Christie Tate had just been named the top student in her law school class and finally had her eating disorder under control. Why then was she driving through Chicago fantasizing about her own death? Why was she envisioning putting an end to the isolation and sadness that still plagued her in spite of her achievements?
Enter Dr. Rosen, a therapist who calmly assures her that if she joins one of his psychotherapy groups, he can transform her life. All she has to do is show up and be honest. About everything—her eating habits, childhood, sexual history, etc. Christie is skeptical, insisting that that she is defective, beyond cure. But Dr. Rosen issues a nine-word prescription that will change everything: “You don’t need a cure, you need a witness.”
So begins her entry into the strange, terrifying, and ultimately life-changing world of group therapy. Christie is initially put off by Dr. Rosen’s outlandish directives, but as her defenses break down and she comes to trust Dr. Rosen and to depend on the sessions and the prescribed nightly phone calls with various group members, she begins to understand what it means to connect.
Group is a deliciously addictive read, and with Christie as our guide—skeptical of her own capacity for connection and intimacy, but hopeful in spite of herself—we are given a front row seat to the daring, exhilarating, painful, and hilarious journey that is group therapy—an under-explored process that breaks you down, and then reassembles you so that all the pieces finally fit.
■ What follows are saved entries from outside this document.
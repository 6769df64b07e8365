use chrono_tz::Tz;
use serde::Deserialize;

use crate::error::{MatchError, Result};

/// Settings for the calendar view.
#[derive(Debug, Clone, Copy, PartialEq, Eq)]
pub struct CalendarConfig {
    /// Zone whose calendar days matches are bucketed into. Defaults to UTC.
    pub time_zone: Tz,
}

impl CalendarConfig {
    /// Build from an IANA zone name such as `Europe/Istanbul`.
    pub fn from_zone_name(name: &str) -> Result<Self> {
        let time_zone = name
            .trim()
            .parse::<Tz>()
            .map_err(|_| MatchError::UnknownTimeZone(name.to_string()))?;
        Ok(Self { time_zone })
    }
}

impl Default for CalendarConfig {
    fn default() -> Self {
        Self { time_zone: Tz::UTC }
    }
}

/// Settings for horizontally scrolling match strips.
#[derive(Debug, Clone, Copy, PartialEq, Eq)]
pub struct CarouselConfig {
    scroll_step: u32,
    edge_tolerance: u32,
}

impl CarouselConfig {
    /// One card width plus the gap between cards.
    pub const DEFAULT_SCROLL_STEP: u32 = 370;
    pub const DEFAULT_EDGE_TOLERANCE: u32 = 10;

    /// `scroll_step` is how far one arrow click moves the strip and must be
    /// positive. The right arrow hides once the strip is within
    /// `edge_tolerance` pixels of its end.
    pub fn new(scroll_step: u32, edge_tolerance: u32) -> Result<Self> {
        if scroll_step == 0 {
            return Err(MatchError::InvalidConfig {
                field: "scroll_step",
                reason: "must be greater than zero",
            });
        }
        Ok(Self {
            scroll_step,
            edge_tolerance,
        })
    }

    pub fn scroll_step(&self) -> u32 {
        self.scroll_step
    }

    pub fn edge_tolerance(&self) -> u32 {
        self.edge_tolerance
    }
}

impl Default for CarouselConfig {
    fn default() -> Self {
        Self {
            scroll_step: Self::DEFAULT_SCROLL_STEP,
            edge_tolerance: Self::DEFAULT_EDGE_TOLERANCE,
        }
    }
}

/// Top-level settings for a [`MatchTracker`](crate::MatchTracker).
#[derive(Debug, Clone, Copy, Default, PartialEq, Eq)]
pub struct TrackerConfig {
    pub calendar: CalendarConfig,
    pub carousel: CarouselConfig,
}

#[derive(Debug, Deserialize)]
#[serde(default, rename_all = "camelCase")]
struct RawTrackerConfig {
    time_zone: String,
    scroll_step: u32,
    edge_tolerance: u32,
}

impl Default for RawTrackerConfig {
    fn default() -> Self {
        Self {
            time_zone: "UTC".to_string(),
            scroll_step: CarouselConfig::DEFAULT_SCROLL_STEP,
            edge_tolerance: CarouselConfig::DEFAULT_EDGE_TOLERANCE,
        }
    }
}

impl TrackerConfig {
    /// Parse and validate a JSON settings object. Missing keys take their
    /// defaults.
    ///
    /// ```
    /// let config = match_tracker::TrackerConfig::from_json(
    ///     r#"{"timeZone": "Europe/Istanbul", "scrollStep": 380}"#,
    /// )?;
    /// assert_eq!(config.carousel.scroll_step(), 380);
    /// # Ok::<(), match_tracker::MatchError>(())
    /// ```
    pub fn from_json(json: &str) -> Result<Self> {
        let raw: RawTrackerConfig = serde_json::from_str(json)?;
        Ok(Self {
            calendar: CalendarConfig::from_zone_name(&raw.time_zone)?,
            carousel: CarouselConfig::new(raw.scroll_step, raw.edge_tolerance)?,
        })
    }
}
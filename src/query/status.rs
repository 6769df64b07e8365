use chrono::{DateTime, Utc};
use itertools::Itertools;

use crate::model::{Match, MatchStatus};

/// Matches past their start time that were never reported live.
///
/// These still appear under [`Tab::Upcoming`](super::Tab::Upcoming); views
/// use this list to mark them instead of presenting them as scheduled.
pub fn stale_matches(matches: &[Match], now: DateTime<Utc>) -> Vec<&Match> {
    matches
        .iter()
        .filter(|m| m.status_at(now) == MatchStatus::Stale)
        .collect_vec()
}

#[cfg(test)]
mod tests {
    use super::*;
    use crate::query::fixtures::{abc, at, ids};

    #[test]
    fn test_stale_matches() {
        let matches = abc();
        assert!(stale_matches(&matches, at(2023, 6, 16, 20, 0)).is_empty());
        assert_eq!(ids(&stale_matches(&matches, at(2023, 6, 16, 21, 0))), vec!["B"]);
    }
}
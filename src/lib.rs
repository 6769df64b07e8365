//! Filtering, calendar bucketing and page state for esports match listings.
//!
//! Raw records enter through [`normalize`], the stateless [`query`] engine
//! derives read-only views from them, and the reducers in [`view`] hold the
//! state of each page. [`MatchTracker`] ties the three together.

pub use config::{CalendarConfig, CarouselConfig, TrackerConfig};
pub use error::{MatchError, Result};
pub use model::*;
pub use query::{MatchCalendar, Tab};
pub use repository::{FavoritesStore, InMemoryFavorites, MatchRepository, StaticMatchRepository};
pub use tracker::MatchTracker;
pub use view::{CalendarAction, CalendarState, SearchAction, SearchState, ViewMode};

pub mod config;
pub mod error;
pub mod model;
pub mod normalize;
pub mod query;
pub mod repository;
pub(crate) mod sample;
pub mod tracker;
pub mod view;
Group by Christie Tate is being widly hailed as a hilarious novel about what its like to go to group therapy. Lighter in tone than some of other books on this list, this memoir is both heartwarming and evocative. What’s more, not only is this thought to be Reese’s book club pick for November, but it’s also blurbed by Lori Gottleib who wrote the popular nonfiction title, Maybe You Should Talk to Someone. Just like the Sedaris title above, it seems like the perfect, post US election read.
What About You?
What do you think of our November predictions? If these are correct, which books are you most looking forward to? Let us know in the comments!
White Ivy sounds really good. I hadn’t heard of that one. I’m definitely getting Ready Player Two. And the true crime one looks interesting too! So many good choices.
Group was excellent
Love the True Crime prediction. Also, being from the Houston area, Memorial peaks my interest! Sometimes the anticipation of what nexts moths BOTM selections will be is the best part. I joined in April 2020 when libraries were closed and I was desperate to get my hands on some reads!! Now that I am back near my wonderful local library and they remain closed, but have fantastic curbside service, I meant to cancel BOTM, but I have become hooked ? I love reading, discussing & selecting what to read & then hearing other’s thoughts afterward. Just finished Leave the World Behind. Also reading Hidden Valley Road and A Wilderness of Errors. Alice Hoffman books are on hold at the library. Can you tell, I am all over the place?! That is the beauty of reading.
I hope you all are correct because I don’t need to add to my tbr right now and I’m not interested in any of these. ? Well actually the Harvard murder one would be a good library check out for me…
The Killer’s Shadow, Little Threats, and Group all sound so good! I’d be excited if those were in a box for November
Fingers crossed that White Ivy and We Keep the Dead Close make the cut!!!
I hope White Ivy makes the list, because I do not have a “pie” piece for my Debut Darling “badge”, and it sounds like a fantastic read. 🙂 I am currently reading The Invisible Life of Addie Larue and love it.